Throughout the movie, timelines are shot all to hell.  The Greatest Showman conflates the Tom Thumb tour of London (1844) with the meeting of Jenny Lind (1850) with the Barnum & Bailey Circus tours of London (1880s).  Barnum’s girls, Caroline and Helen, are shown in the movie as being about 10 and 8 years old at the time of the Jenny Lind tour of America in 1850; in fact, Caroline was then 20 and Helen 10.  No mention is ever made of Barnum’s other surviving daughter, Pauline, who was 4 in 1850.  One of the “freaks,” Jo-Jo the Dog-Faced Boy (a/k/a Fedor Jeftichew), is present during the Lind tour in the movie, although in real life he was not born until 1868.

And there is more.

  • In several scenes, such as the one below as Zac Efron and Hugh Jackman perform “The Other Side,” Barnum is shown drinking shots of whiskey and toasts of champagne.  In reality he was a famous teetotaler who did not allow anyone in his troop to drink.
  • He is shown in the movie to have been a destitute young man who took to selling discarded newspapers on the street.  The truth is that he was highly entrepreneurial from a very young age, and long before he got into the business of being a showman he had already been involved with numerous businesses including fruit-and-confectionery sales, hardware, crockery retailing, real estate speculating, auctioning used books, a weekly newspaper called the Herald of Freedom, and state lotteries—which he advertised with extravagant rhymes on handbills, circulars, and posters.
  • The movie also ends at the point at which Barnum is about to get into the traveling circus business, which, it is implied, is shortly after the fire at the Museum in 1865.  he restarts his act in a tent, and walks away from that to go see a dance recital of one of his daughters, who is still very young, so no time has passed in the movie.  In reality, Barnum was 55 years old when the fire occurred, about 60 when he went into the circus business, and by then his daughters were in their 30s and 40s.
  • Tom Thumb is said to be 22 years old in the movie, but when Barnum first put him on tour he was four.
  • Jenny Lind is portrayed in the movie by actress Rebecca Ferguson, who, like Lind, is Swedish.  But Lind was known to be shy and modest, unlike the Ferguson character, and she never had any sort of fling with Barnum.
  • And the movie also creates a character named Phillip Carlyle, a partner of Barnum portrayed by Zac Efron.  No such person was a part of Barnum’s life.

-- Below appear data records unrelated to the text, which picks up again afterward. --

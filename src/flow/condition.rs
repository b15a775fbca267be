use serde_json::Value;
use tracing::warn;

use crate::state::ExecutionContext;

/// 受限条件表达式求值
///
/// 语法只覆盖流程定义实际用到的形态：已注册路径或字面量之间的
/// 比较，用 `&&`/`||`（或 `and`/`or`）连接。手写词法和递归下降
/// 求值，不依赖任何通用表达式引擎，条件文本不会被当作代码执行。
///
/// 可识别的路径只有两个：
/// - `risk.score`：缺失时回退 `risk.result.score`，再缺失取 0.5
/// - `validation.ok`：布尔值
///
/// 任何解析或求值失败都降级为 `false` 并告警，绝不向上抛错。
/// 求值不短路：表达式里任一子句失败（比如未注册的路径），
/// 整个条件即判为 `false`，无论其余子句的真值。
pub fn evaluate_condition(condition: &str, context: &ExecutionContext) -> bool {
    match eval(condition, context) {
        Ok(value) => value,
        Err(reason) => {
            warn!(condition, reason, "condition evaluation failed, defaulting to false");
            false
        }
    }
}

type EvalResult<T> = std::result::Result<T, String>;

#[derive(Debug, Clone, PartialEq)]
enum Token {
    Number(f64),
    Bool(bool),
    Path(String),
    Lt,
    Le,
    Gt,
    Ge,
    Eq,
    Ne,
    And,
    Or,
}

#[derive(Debug, Clone, Copy, PartialEq)]
enum Operand {
    Num(f64),
    Bool(bool),
}

fn eval(condition: &str, context: &ExecutionContext) -> EvalResult<bool> {
    let tokens = tokenize(condition)?;
    if tokens.is_empty() {
        return Err("empty condition".into());
    }
    let mut parser = Parser {
        tokens: &tokens,
        pos: 0,
        context,
    };
    let value = parser.or_expr()?;
    if parser.pos != tokens.len() {
        return Err(format!("unexpected trailing token at position {}", parser.pos));
    }
    Ok(value)
}

fn tokenize(input: &str) -> EvalResult<Vec<Token>> {
    let mut tokens = Vec::new();
    let mut chars = input.chars().peekable();

    while let Some(&c) = chars.peek() {
        match c {
            c if c.is_whitespace() => {
                chars.next();
            }
            '&' => {
                chars.next();
                match chars.next() {
                    Some('&') => tokens.push(Token::And),
                    _ => return Err("expected `&&`".into()),
                }
            }
            '|' => {
                chars.next();
                match chars.next() {
                    Some('|') => tokens.push(Token::Or),
                    _ => return Err("expected `||`".into()),
                }
            }
            '<' => {
                chars.next();
                if chars.peek() == Some(&'=') {
                    chars.next();
                    tokens.push(Token::Le);
                } else {
                    tokens.push(Token::Lt);
                }
            }
            '>' => {
                chars.next();
                if chars.peek() == Some(&'=') {
                    chars.next();
                    tokens.push(Token::Ge);
                } else {
                    tokens.push(Token::Gt);
                }
            }
            '=' => {
                chars.next();
                match chars.next() {
                    Some('=') => tokens.push(Token::Eq),
                    _ => return Err("expected `==`".into()),
                }
            }
            '!' => {
                chars.next();
                match chars.next() {
                    Some('=') => tokens.push(Token::Ne),
                    _ => return Err("expected `!=`".into()),
                }
            }
            '-' => {
                chars.next();
                let mut literal = String::from("-");
                while let Some(&c) = chars.peek() {
                    if c.is_ascii_digit() || c == '.' {
                        literal.push(c);
                        chars.next();
                    } else {
                        break;
                    }
                }
                let number = literal
                    .parse::<f64>()
                    .map_err(|_| format!("invalid number `{literal}`"))?;
                tokens.push(Token::Number(number));
            }
            c if c.is_ascii_digit() => {
                let mut literal = String::new();
                while let Some(&c) = chars.peek() {
                    if c.is_ascii_digit() || c == '.' {
                        literal.push(c);
                        chars.next();
                    } else {
                        break;
                    }
                }
                let number = literal
                    .parse::<f64>()
                    .map_err(|_| format!("invalid number `{literal}`"))?;
                tokens.push(Token::Number(number));
            }
            c if c.is_ascii_alphabetic() || c == '_' => {
                let mut ident = String::new();
                while let Some(&c) = chars.peek() {
                    if c.is_ascii_alphanumeric() || c == '_' || c == '.' {
                        ident.push(c);
                        chars.next();
                    } else {
                        break;
                    }
                }
                match ident.as_str() {
                    "true" => tokens.push(Token::Bool(true)),
                    "false" => tokens.push(Token::Bool(false)),
                    "and" => tokens.push(Token::And),
                    "or" => tokens.push(Token::Or),
                    _ => tokens.push(Token::Path(ident)),
                }
            }
            other => return Err(format!("unexpected character `{other}`")),
        }
    }

    Ok(tokens)
}

struct Parser<'a> {
    tokens: &'a [Token],
    pos: usize,
    context: &'a ExecutionContext,
}

impl Parser<'_> {
    fn peek(&self) -> Option<&Token> {
        self.tokens.get(self.pos)
    }

    fn advance(&mut self) -> Option<Token> {
        let token = self.tokens.get(self.pos).cloned();
        if token.is_some() {
            self.pos += 1;
        }
        token
    }

    // and 比 or 结合更紧
    fn or_expr(&mut self) -> EvalResult<bool> {
        let mut value = self.and_expr()?;
        while self.peek() == Some(&Token::Or) {
            self.advance();
            let rhs = self.and_expr()?;
            value = value || rhs;
        }
        Ok(value)
    }

    fn and_expr(&mut self) -> EvalResult<bool> {
        let mut value = self.comparison()?;
        while self.peek() == Some(&Token::And) {
            self.advance();
            let rhs = self.comparison()?;
            value = value && rhs;
        }
        Ok(value)
    }

    fn comparison(&mut self) -> EvalResult<bool> {
        let lhs = self.operand()?;
        let op = match self.peek() {
            Some(
                token @ (Token::Lt | Token::Le | Token::Gt | Token::Ge | Token::Eq | Token::Ne),
            ) => token.clone(),
            _ => {
                // 无比较符时裸布尔即子句结果
                return match lhs {
                    Operand::Bool(value) => Ok(value),
                    Operand::Num(_) => Err("bare numeric operand".into()),
                };
            }
        };
        self.advance();
        let rhs = self.operand()?;
        compare(lhs, &op, rhs)
    }

    fn operand(&mut self) -> EvalResult<Operand> {
        match self.advance() {
            Some(Token::Number(n)) => Ok(Operand::Num(n)),
            Some(Token::Bool(b)) => Ok(Operand::Bool(b)),
            Some(Token::Path(path)) => resolve_path(&path, self.context),
            other => Err(format!("expected operand, found {other:?}")),
        }
    }
}

fn compare(lhs: Operand, op: &Token, rhs: Operand) -> EvalResult<bool> {
    match (lhs, rhs) {
        (Operand::Num(a), Operand::Num(b)) => Ok(match op {
            Token::Lt => a < b,
            Token::Le => a <= b,
            Token::Gt => a > b,
            Token::Ge => a >= b,
            Token::Eq => a == b,
            Token::Ne => a != b,
            _ => unreachable!(),
        }),
        (Operand::Bool(a), Operand::Bool(b)) => match op {
            Token::Eq => Ok(a == b),
            Token::Ne => Ok(a != b),
            _ => Err("ordering comparison on booleans".into()),
        },
        _ => Err("type mismatch in comparison".into()),
    }
}

// 有意只识别这两个路径；其余点分路径一律判失败降级为 false。
// 扩展识别集前先确认流程定义确实需要。
fn resolve_path(path: &str, context: &ExecutionContext) -> EvalResult<Operand> {
    match path {
        "risk.score" => {
            let score = context
                .get_path("risk.score")
                .and_then(Value::as_f64)
                .or_else(|| context.get_path("risk.result.score").and_then(Value::as_f64))
                .unwrap_or(0.5);
            Ok(Operand::Num(score))
        }
        "validation.ok" => context
            .get_path("validation.ok")
            .and_then(Value::as_bool)
            .map(Operand::Bool)
            .ok_or_else(|| "validation.ok missing or not a boolean".into()),
        other => Err(format!("unrecognized path `{other}`")),
    }
}

#[cfg(test)]
mod tests {
    use super::*;
    use serde_json::json;

    fn context(value: serde_json::Value) -> ExecutionContext {
        ExecutionContext::from_input(value.as_object().cloned().unwrap_or_default())
    }

    #[test]
    fn test_combined_condition() {
        let ctx = context(json!({"risk": {"score": 0.1}, "validation": {"ok": true}}));
        assert!(evaluate_condition(
            "risk.score < 0.3 && validation.ok == true",
            &ctx
        ));

        let ctx = context(json!({"risk": {"score": 0.8}, "validation": {"ok": true}}));
        assert!(!evaluate_condition(
            "risk.score < 0.3 && validation.ok == true",
            &ctx
        ));
    }

    #[test]
    fn test_risk_score_fallback_chain() {
        let ctx = context(json!({"risk": {"result": {"score": 0.2}}}));
        assert!(evaluate_condition("risk.score < 0.3", &ctx));

        // 两条路径都缺失时取默认值 0.5
        let ctx = context(json!({}));
        assert!(evaluate_condition("risk.score == 0.5", &ctx));
        assert!(!evaluate_condition("risk.score < 0.3", &ctx));
    }

    #[test]
    fn test_word_operators() {
        let ctx = context(json!({"risk": {"score": 0.1}, "validation": {"ok": false}}));
        assert!(evaluate_condition(
            "risk.score < 0.3 or validation.ok == true",
            &ctx
        ));
        assert!(!evaluate_condition(
            "risk.score < 0.3 and validation.ok == true",
            &ctx
        ));
    }

    #[test]
    fn test_and_binds_tighter_than_or() {
        let ctx = context(json!({"risk": {"score": 0.1}, "validation": {"ok": true}}));
        // (false && ...) || true
        assert!(evaluate_condition(
            "validation.ok == false && risk.score > 0.9 || validation.ok == true",
            &ctx
        ));
    }

    #[test]
    fn test_bare_boolean_clause() {
        let ctx = context(json!({"validation": {"ok": true}}));
        assert!(evaluate_condition("validation.ok", &ctx));
        assert!(evaluate_condition("validation.ok != false", &ctx));
    }

    #[test]
    fn test_negative_number_literals() {
        let ctx = context(json!({"risk": {"score": 0.1}}));
        assert!(evaluate_condition("risk.score > -1", &ctx));
        assert!(evaluate_condition("risk.score >= -0.5", &ctx));
        assert!(!evaluate_condition("risk.score < -1", &ctx));
        // 孤立的负号不是合法数字
        assert!(!evaluate_condition("risk.score > -", &ctx));
    }

    #[test]
    fn test_failing_clause_poisons_whole_expression() {
        // 求值不短路：未注册路径出现在任何子句都使整个条件为 false，
        // 即使另一侧子句本身为真
        let ctx = context(json!({"risk": {"score": 0.1}}));
        assert!(evaluate_condition("risk.score < 0.9", &ctx));
        assert!(!evaluate_condition("risk.score < 0.9 || bogus.path == 1", &ctx));
        assert!(!evaluate_condition("bogus.path == 1 || risk.score < 0.9", &ctx));
    }

    #[test]
    fn test_failures_degrade_to_false() {
        let ctx = context(json!({"invoice": {"total": 10}}));
        // 未注册的路径
        assert!(!evaluate_condition("invoice.total > 0", &ctx));
        // 畸形表达式
        assert!(!evaluate_condition("risk.score <", &ctx));
        assert!(!evaluate_condition("risk.score < 0.3 &", &ctx));
        assert!(!evaluate_condition("", &ctx));
        // validation.ok 缺失
        assert!(!evaluate_condition("validation.ok == true", &ctx));
        // 类型不匹配
        assert!(!evaluate_condition("risk.score == true", &ctx));
    }
}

All of which, again, is OK.  This is a film inspired by real life, not a biopic.  It is a fantasy, and Gracey takes many liberties with it, as Hollywood is wont to do, and as Barnum did with many of his subjects.

But, as Pioneers of Promotion will show, Barnum’s contribution as an advertising genius and one of the inventors of the craft of marketing is actually far more important to American society than anything else he did.  So, now that the memorably syncopated brand of Barnum & Bailey is no more, if the “Greatest Showman’s” legacy is to be carried on to a new generation, we must ultimately balance the histrionics with some real history.